**Activity**
Wherever the string "AddrAcl" occurs in a line of these records, report that line.

**Supplied records**

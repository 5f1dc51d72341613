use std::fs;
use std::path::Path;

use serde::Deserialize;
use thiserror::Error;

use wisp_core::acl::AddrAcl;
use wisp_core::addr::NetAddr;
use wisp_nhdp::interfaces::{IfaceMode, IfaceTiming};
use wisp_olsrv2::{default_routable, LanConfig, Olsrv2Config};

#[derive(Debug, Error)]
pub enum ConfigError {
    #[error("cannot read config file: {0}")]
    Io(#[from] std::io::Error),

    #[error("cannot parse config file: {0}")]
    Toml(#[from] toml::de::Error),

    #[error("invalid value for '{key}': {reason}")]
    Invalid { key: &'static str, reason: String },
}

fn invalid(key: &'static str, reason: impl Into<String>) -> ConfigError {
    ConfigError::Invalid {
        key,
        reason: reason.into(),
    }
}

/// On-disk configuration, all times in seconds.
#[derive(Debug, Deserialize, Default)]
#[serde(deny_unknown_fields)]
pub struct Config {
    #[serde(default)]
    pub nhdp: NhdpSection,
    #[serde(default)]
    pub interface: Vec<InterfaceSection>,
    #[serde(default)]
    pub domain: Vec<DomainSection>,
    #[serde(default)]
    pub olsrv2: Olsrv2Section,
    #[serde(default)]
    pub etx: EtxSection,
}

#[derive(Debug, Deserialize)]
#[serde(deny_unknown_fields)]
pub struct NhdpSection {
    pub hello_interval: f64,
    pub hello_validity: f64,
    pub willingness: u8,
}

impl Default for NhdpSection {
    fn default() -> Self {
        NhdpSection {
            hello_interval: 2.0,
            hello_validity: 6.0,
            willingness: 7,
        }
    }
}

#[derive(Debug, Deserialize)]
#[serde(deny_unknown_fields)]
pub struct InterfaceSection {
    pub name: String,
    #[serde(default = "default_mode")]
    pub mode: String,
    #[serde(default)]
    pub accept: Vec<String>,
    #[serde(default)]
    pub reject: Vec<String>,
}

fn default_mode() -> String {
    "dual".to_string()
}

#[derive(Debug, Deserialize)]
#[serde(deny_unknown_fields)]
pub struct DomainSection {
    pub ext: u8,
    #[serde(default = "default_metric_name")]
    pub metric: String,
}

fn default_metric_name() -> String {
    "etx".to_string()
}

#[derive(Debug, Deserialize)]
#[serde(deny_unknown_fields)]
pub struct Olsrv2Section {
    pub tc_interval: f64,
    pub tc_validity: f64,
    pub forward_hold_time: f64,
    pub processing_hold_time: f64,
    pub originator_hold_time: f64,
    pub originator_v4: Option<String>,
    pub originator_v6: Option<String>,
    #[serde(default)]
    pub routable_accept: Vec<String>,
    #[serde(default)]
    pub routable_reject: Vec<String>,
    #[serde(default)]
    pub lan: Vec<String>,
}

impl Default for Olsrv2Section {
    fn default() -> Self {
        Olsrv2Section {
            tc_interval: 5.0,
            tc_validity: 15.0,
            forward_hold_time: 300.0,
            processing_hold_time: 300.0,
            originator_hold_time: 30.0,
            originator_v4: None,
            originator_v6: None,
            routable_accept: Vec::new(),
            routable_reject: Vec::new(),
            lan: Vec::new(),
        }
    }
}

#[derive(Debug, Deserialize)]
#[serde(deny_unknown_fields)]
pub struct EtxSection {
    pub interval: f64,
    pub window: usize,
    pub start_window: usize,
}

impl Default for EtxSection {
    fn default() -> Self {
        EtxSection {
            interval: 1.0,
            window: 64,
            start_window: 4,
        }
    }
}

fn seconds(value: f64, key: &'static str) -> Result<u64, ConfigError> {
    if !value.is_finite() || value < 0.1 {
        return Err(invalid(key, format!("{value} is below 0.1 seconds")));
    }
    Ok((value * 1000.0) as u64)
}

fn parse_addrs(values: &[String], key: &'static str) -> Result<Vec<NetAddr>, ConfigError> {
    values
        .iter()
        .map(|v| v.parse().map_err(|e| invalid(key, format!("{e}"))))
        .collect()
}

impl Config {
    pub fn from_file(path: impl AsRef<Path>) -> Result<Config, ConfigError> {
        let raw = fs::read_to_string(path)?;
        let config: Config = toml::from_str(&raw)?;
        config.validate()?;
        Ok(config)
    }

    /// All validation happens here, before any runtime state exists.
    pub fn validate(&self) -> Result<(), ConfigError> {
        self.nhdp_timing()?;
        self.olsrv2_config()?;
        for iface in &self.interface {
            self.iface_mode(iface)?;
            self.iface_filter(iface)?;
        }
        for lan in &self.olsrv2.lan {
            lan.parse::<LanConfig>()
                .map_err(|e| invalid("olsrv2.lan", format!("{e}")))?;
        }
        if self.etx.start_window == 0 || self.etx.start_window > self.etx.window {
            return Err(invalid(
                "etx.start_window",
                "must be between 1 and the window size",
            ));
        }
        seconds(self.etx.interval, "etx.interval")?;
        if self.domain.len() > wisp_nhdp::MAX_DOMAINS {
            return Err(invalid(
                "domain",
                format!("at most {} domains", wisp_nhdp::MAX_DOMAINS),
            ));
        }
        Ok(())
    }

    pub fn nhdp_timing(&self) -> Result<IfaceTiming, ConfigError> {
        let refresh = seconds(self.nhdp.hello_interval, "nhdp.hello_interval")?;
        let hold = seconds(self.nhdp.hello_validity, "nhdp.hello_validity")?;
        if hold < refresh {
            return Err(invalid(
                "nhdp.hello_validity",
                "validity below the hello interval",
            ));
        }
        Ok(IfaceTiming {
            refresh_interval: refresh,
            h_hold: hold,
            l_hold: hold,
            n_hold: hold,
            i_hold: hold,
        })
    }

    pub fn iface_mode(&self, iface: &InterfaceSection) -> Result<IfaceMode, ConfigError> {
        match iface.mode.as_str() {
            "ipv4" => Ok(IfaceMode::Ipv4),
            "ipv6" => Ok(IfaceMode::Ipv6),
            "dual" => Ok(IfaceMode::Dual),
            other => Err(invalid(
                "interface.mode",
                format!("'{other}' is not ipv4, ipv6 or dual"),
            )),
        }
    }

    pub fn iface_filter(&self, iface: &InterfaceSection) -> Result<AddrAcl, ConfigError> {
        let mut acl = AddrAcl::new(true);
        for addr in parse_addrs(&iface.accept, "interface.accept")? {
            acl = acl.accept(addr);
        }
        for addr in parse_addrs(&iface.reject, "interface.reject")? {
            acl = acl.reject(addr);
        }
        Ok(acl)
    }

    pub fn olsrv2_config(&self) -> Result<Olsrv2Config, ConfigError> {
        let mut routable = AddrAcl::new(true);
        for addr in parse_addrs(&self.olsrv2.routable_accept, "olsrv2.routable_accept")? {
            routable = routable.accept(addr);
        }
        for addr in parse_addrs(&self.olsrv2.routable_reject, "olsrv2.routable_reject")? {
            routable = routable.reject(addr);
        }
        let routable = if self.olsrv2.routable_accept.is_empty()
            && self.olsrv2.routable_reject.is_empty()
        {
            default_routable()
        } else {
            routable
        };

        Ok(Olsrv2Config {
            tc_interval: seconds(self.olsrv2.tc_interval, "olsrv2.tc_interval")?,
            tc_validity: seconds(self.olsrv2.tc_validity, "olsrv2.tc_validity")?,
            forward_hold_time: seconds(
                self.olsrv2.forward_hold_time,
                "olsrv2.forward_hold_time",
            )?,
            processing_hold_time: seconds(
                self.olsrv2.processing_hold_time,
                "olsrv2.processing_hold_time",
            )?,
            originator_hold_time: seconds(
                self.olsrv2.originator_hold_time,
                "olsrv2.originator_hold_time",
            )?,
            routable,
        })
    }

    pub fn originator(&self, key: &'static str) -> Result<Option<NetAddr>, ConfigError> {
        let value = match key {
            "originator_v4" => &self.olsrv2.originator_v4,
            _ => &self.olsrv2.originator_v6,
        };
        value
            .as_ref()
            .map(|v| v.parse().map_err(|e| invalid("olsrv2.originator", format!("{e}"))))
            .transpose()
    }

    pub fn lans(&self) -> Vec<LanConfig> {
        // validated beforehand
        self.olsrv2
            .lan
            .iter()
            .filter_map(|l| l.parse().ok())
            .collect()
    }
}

==

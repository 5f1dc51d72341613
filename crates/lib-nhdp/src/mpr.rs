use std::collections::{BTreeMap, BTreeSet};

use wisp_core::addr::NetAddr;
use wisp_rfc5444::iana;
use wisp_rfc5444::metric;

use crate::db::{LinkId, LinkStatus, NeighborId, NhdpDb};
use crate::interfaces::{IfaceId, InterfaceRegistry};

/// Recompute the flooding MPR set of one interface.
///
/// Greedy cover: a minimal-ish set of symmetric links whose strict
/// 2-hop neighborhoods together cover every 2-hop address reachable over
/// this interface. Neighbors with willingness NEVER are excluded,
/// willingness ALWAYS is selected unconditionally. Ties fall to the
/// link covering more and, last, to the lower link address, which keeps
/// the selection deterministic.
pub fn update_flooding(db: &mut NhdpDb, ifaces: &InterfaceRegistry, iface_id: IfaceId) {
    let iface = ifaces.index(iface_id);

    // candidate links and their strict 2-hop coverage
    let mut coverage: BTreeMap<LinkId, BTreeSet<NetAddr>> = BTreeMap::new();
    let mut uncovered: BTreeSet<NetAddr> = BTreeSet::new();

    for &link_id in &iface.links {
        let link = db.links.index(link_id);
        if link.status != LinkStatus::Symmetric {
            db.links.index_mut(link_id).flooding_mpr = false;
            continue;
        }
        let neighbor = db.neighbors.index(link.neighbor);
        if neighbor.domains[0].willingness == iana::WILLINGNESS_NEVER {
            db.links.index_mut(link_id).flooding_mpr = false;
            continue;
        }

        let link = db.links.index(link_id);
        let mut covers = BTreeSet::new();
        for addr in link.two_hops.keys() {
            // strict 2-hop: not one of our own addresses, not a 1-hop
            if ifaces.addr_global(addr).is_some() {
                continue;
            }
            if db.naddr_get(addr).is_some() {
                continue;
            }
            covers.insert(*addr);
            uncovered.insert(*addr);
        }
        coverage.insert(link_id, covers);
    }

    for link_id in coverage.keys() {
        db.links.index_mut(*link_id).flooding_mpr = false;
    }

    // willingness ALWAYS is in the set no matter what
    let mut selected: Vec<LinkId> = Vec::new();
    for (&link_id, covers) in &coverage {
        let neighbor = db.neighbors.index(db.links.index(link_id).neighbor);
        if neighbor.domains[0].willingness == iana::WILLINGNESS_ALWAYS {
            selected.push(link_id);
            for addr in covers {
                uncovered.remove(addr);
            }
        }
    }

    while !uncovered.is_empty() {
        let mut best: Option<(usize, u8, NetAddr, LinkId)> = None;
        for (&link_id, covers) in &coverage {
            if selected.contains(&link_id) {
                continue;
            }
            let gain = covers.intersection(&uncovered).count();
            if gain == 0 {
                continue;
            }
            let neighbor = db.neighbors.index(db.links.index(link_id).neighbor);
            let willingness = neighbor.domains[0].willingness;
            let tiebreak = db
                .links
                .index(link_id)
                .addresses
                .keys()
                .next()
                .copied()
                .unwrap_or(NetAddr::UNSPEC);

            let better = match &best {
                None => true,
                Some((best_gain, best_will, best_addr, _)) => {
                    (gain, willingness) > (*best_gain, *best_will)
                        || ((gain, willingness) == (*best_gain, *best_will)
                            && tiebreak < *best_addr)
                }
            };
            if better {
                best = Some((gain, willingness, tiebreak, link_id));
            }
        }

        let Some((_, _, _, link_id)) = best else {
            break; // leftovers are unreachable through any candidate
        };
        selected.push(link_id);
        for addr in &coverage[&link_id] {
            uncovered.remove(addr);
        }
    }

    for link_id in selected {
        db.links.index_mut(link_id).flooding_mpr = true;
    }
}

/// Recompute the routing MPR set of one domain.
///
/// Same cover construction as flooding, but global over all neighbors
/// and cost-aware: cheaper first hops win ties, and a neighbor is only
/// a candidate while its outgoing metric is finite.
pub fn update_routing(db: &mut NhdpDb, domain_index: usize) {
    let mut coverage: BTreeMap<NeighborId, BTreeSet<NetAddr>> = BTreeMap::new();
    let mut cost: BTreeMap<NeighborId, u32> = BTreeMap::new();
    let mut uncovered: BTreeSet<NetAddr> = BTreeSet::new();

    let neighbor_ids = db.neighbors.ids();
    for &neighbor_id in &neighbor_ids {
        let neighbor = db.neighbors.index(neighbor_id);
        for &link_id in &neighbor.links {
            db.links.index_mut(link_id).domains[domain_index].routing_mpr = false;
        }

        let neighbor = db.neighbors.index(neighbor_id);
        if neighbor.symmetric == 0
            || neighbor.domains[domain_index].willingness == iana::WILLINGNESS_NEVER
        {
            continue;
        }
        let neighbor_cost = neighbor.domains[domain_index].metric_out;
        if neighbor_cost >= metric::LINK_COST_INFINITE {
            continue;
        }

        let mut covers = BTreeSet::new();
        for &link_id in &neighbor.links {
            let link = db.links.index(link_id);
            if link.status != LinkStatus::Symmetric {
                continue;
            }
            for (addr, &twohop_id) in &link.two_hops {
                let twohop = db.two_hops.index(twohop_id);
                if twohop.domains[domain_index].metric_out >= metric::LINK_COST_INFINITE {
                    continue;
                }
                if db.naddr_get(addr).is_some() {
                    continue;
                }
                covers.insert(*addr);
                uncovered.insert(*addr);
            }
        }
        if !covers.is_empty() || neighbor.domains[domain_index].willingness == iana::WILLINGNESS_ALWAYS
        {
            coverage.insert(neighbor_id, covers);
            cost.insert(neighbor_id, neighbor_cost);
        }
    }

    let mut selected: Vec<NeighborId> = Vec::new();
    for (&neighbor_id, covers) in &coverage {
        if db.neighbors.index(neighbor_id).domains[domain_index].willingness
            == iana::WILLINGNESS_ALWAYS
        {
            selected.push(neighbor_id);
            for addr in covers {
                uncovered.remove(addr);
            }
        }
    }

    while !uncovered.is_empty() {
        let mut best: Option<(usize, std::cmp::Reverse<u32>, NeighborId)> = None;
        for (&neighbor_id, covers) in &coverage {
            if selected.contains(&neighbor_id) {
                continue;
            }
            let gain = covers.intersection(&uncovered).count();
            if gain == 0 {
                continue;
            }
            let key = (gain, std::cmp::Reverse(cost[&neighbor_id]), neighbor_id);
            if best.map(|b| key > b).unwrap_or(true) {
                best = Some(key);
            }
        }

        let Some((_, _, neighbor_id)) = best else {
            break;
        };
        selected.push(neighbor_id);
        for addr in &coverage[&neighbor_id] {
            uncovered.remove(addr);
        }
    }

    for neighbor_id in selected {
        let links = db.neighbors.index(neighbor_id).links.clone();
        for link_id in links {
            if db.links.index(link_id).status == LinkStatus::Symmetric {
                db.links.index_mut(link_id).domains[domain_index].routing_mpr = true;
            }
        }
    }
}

**Task output**
use wisp_core::acl::AddrAcl;
    pub fn iface_filter(&self, iface: &InterfaceSection) -> Result<AddrAcl, ConfigError> {
        let mut acl = AddrAcl::new(true);
        let mut routable = AddrAcl::new(true);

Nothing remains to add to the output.